Esprit de Corps
Enthusiasm. Pride. Devotion. Fellowship. All of these are pillaring values for “Esprit de Corps.” As National Health Corps members, these are the values we share together as we embark on our journey to better serve our communities. Now that we have been integrated at our host sites, we can begin to see how these values carry over with our professional colleagues and community partners while striving to serve our clients with the best care possible.
I am spending my service year with the National Health Corps Florida at River Region Human Services in Jacksonville, Florida. My host site is unique in its adaptations over the years to serve as a public health site in a multitude of ever-changing epidemics within the city. While their original roots were in HIV and AIDS prevention and treatment, their main focus today has evolved to treat opioid use disorders and concurrent mental health issues. The main mission of River Region Human Services is, and has been, to serve the humans of the Jacksonville community and their needs.
In order to achieve this extremely broad and ever-changing goal, River Region has created a multitude of relationships that range from local agencies to national non-profits. My role as a National Health Corps member is key to this system as I will be the main character in utilizing these relationships in order to help fill the needs of our clients. Over the week or so that I have been serving at my host site, I have met several people that I will be coordinating with at various agencies across the city to provide housing, utility assistance, childcare, and wellness services to the clients I meet with daily.
During all of these introductions, I have come to realize that I will not only need my colleagues at my host site and some of our community partners, but I will also need to lean on my fellow Corps members. I will need them not only as teammates traveling a similar journey, but as an essential community resource as well.
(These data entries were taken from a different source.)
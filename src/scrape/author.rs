// src/scrape/author.rs
use crate::{
    config::FetchOptions,
    core::HttpClient,
    data::FetchedAuthor,
    error::{Attempt, Error, Result},
    profile_url::ProfileUrl,
    specs::{self, ProfilePage},
};

use super::{Sleeper, fetch_with_fallback};

/// Profile + metrics + the full paper list.
///
/// Page 0 goes through the mirror fallback starting at `preferred`; later
/// pages start at whichever mirror served the previous one. Any page that
/// exhausts every mirror fails the whole fetch, so a partial paper list is
/// never returned.
pub fn fetch_author(
    client: &dyn HttpClient,
    sleeper: &dyn Sleeper,
    opts: &FetchOptions,
    url: &ProfileUrl,
    preferred: Option<&str>,
) -> Result<FetchedAuthor> {
    let user_id = url.user_id();
    let page_size = opts.page_size.max(1);
    let failed = |attempts: Vec<Attempt>| Error::AllMirrorsFailed { user_id: s!(user_id), attempts };

    let (first, mut working) = fetch_with_fallback(
        client,
        sleeper,
        opts,
        preferred,
        |host| url.page(host, 0, page_size),
        |body, origin| specs::parse_profile_page(body, origin, page_size),
    )
    .map_err(failed)?;

    let ProfilePage { profile, metrics, mut papers, mut more } = first;
    let mut pages: u32 = 1;

    while more && pages < opts.max_pages {
        let Some(cstart) = page_start(pages, page_size) else {
            logw!("{user_id}: cstart overflows at page {}, stopping", pages + 1);
            break;
        };
        sleeper.sleep(opts.page_pause());
        let (next, host) = fetch_with_fallback(
            client,
            sleeper,
            opts,
            Some(working.as_str()),
            |h| url.page(h, cstart, page_size),
            |body, origin| specs::parse_papers_page(body, origin, page_size),
        )
        .map_err(failed)?;

        logd!("{user_id}: page {} (cstart={cstart}) → {} rows", pages + 1, next.papers.len());
        pages += 1;
        working = host;
        if next.papers.is_empty() {
            break;
        }
        papers.extend(next.papers);
        more = next.more;
    }

    if more && pages >= opts.max_pages {
        logw!("{user_id}: stopped at {} ({} papers so far)", plural!(pages, "page"), papers.len());
    }
    logf!("{user_id}: {} via {working}, {} citations", plural!(papers.len(), "paper"), metrics.total_citations);

    Ok(FetchedAuthor {
        user_id: s!(user_id),
        url: url.canonical(&working),
        working_domain: working,
        profile,
        metrics,
        papers,
    })
}

/// `cstart` of the zero-based page `index`; `None` once it no longer fits.
fn page_start(index: u32, page_size: u32) -> Option<u32> {
    index.checked_mul(page_size)
}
I will need their enthusiasm and devotion to serve the community as a whole in the name of public health. I will need their pride in their individual work at their own host sites. I will need their willingness and desire for fellowship in order to truly succeed.
While my host site has its own resources and its own staff, it is the collaboration and coming together with other similar entities that can truly bring about genuine and holistic success for our clients and the community as a whole. Public health, in general, is a holistic take on human wellness. It is, and will always be, the “Esprit de Corps,” values that drive the workers of the public health community in order to achieve the end goal to better ourselves and the people we serve.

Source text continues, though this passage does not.